*Data in this exercise*.

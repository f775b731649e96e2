//! Depth-counted transaction scope over a single connection.

use futures_util::future::BoxFuture;

use crate::{Result, StoreError, Transactional};

/// Owns a connection and tracks how deeply `begin` has been nested.
///
/// Only the outermost `begin` opens a physical transaction and only the
/// matching outermost `commit` commits it. `rollback` is unconditional:
/// from any depth it discards the physical transaction and resets the
/// depth to zero, after which further commits are no-ops.
///
/// Dropping a scope while a transaction is open aborts it, so a panic or a
/// cancelled future never leaves a transaction dangling on the connection.
pub struct TransactionScope<C: Transactional> {
    conn: C,
    depth: u32,
}

impl<C: Transactional> TransactionScope<C> {
    pub fn new(conn: C) -> Self {
        Self { conn, depth: 0 }
    }

    /// Current nesting depth. Zero means no transaction is open.
    pub fn depth(&self) -> u32 {
        self.depth
    }

    /// The underlying connection, for reads and writes inside or outside a
    /// transaction.
    pub fn connection(&mut self) -> &mut C {
        &mut self.conn
    }

    pub async fn begin(&mut self) -> Result<()> {
        if self.depth == 0 {
            self.conn.begin().await?;
        }
        self.depth += 1;
        tracing::trace!(depth = self.depth, "transaction begin");
        Ok(())
    }

    /// Decrements the depth, committing physically when it reaches zero.
    ///
    /// At depth zero this is a no-op, including after a rollback.
    pub async fn commit(&mut self) -> Result<()> {
        match self.depth {
            0 => Ok(()),
            1 => {
                self.depth = 0;
                tracing::trace!("transaction commit");
                let result = self.conn.commit().await;
                let outcome = if result.is_ok() { "commit" } else { "commit_failed" };
                metrics::counter!("store_transactions_total", "outcome" => outcome).increment(1);
                result
            }
            _ => {
                self.depth -= 1;
                tracing::trace!(depth = self.depth, "nested commit deferred");
                Ok(())
            }
        }
    }

    /// Discards the transaction regardless of depth.
    pub async fn rollback(&mut self) -> Result<()> {
        let depth = std::mem::take(&mut self.depth);
        if !self.conn.in_transaction() {
            return Ok(());
        }
        tracing::trace!(depth, "transaction rollback");
        metrics::counter!("store_transactions_total", "outcome" => "rollback").increment(1);
        self.conn.rollback().await
    }

    /// Runs `work` inside a transaction.
    ///
    /// Commits if `work` succeeds and rolls back if it fails or if the commit
    /// itself fails. The original error is returned; a failed rollback is
    /// only logged.
    pub async fn run_in_transaction<T, E, F>(&mut self, work: F) -> std::result::Result<T, E>
    where
        F: for<'c> FnOnce(&'c mut C) -> BoxFuture<'c, std::result::Result<T, E>> + Send,
        E: From<StoreError> + Send,
        T: Send,
    {
        self.begin().await?;
        match work(&mut self.conn).await {
            Ok(value) => match self.commit().await {
                Ok(()) => Ok(value),
                Err(err) => {
                    self.rollback_quietly().await;
                    Err(err.into())
                }
            },
            Err(err) => {
                self.rollback_quietly().await;
                Err(err)
            }
        }
    }

    async fn rollback_quietly(&mut self) {
        if let Err(e) = self.rollback().await {
            tracing::warn!(error = %e, "rollback failed");
        }
    }

    fn abort_open(&mut self) {
        if self.depth > 0 || self.conn.in_transaction() {
            tracing::warn!(
                depth = self.depth,
                "transaction scope released while open, aborting"
            );
            metrics::counter!("store_transactions_total", "outcome" => "aborted").increment(1);
            self.depth = 0;
            self.conn.abort();
        }
    }
}

impl<C: Transactional> Drop for TransactionScope<C> {
    fn drop(&mut self) {
        self.abort_open();
    }
}
//! Domain layer for the commerce write path.
//!
//! This crate holds the records the orchestrators persist and the commands
//! they accept:
//! - Catalog aggregate: products with images, variants, attribute values and tags
//! - Order aggregate: orders with lines and payment records
//! - Value objects such as [`Money`] and [`CustomerId`]

pub mod catalog;
pub mod commands;
pub mod error;
pub mod order;
pub mod value_objects;

pub use catalog::{
    AuditStamp, ChildKind, Product, ProductAggregate, ProductAttributeValue, ProductImage,
    ProductStatus, ProductTag, ProductVariant,
};
pub use commands::{
    AttributeInput, CreateProduct, ImageInput, ImageSource, OrderLineRequest, PlaceOrder,
    UpdateProduct, VariantInput,
};
pub use error::DomainError;
pub use order::{
    Order, OrderAggregate, OrderLine, OrderStatus, Payment, PaymentMethod, PaymentStatus,
};
pub use value_objects::{CustomerId, Money, slugify};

*Task goal*. Every line of the material above that has the string "Money" needs pulling out.

*Solution below*.
//! - Value objects such as [`Money`] and [`CustomerId`]
pub use value_objects::{CustomerId, Money, slugify};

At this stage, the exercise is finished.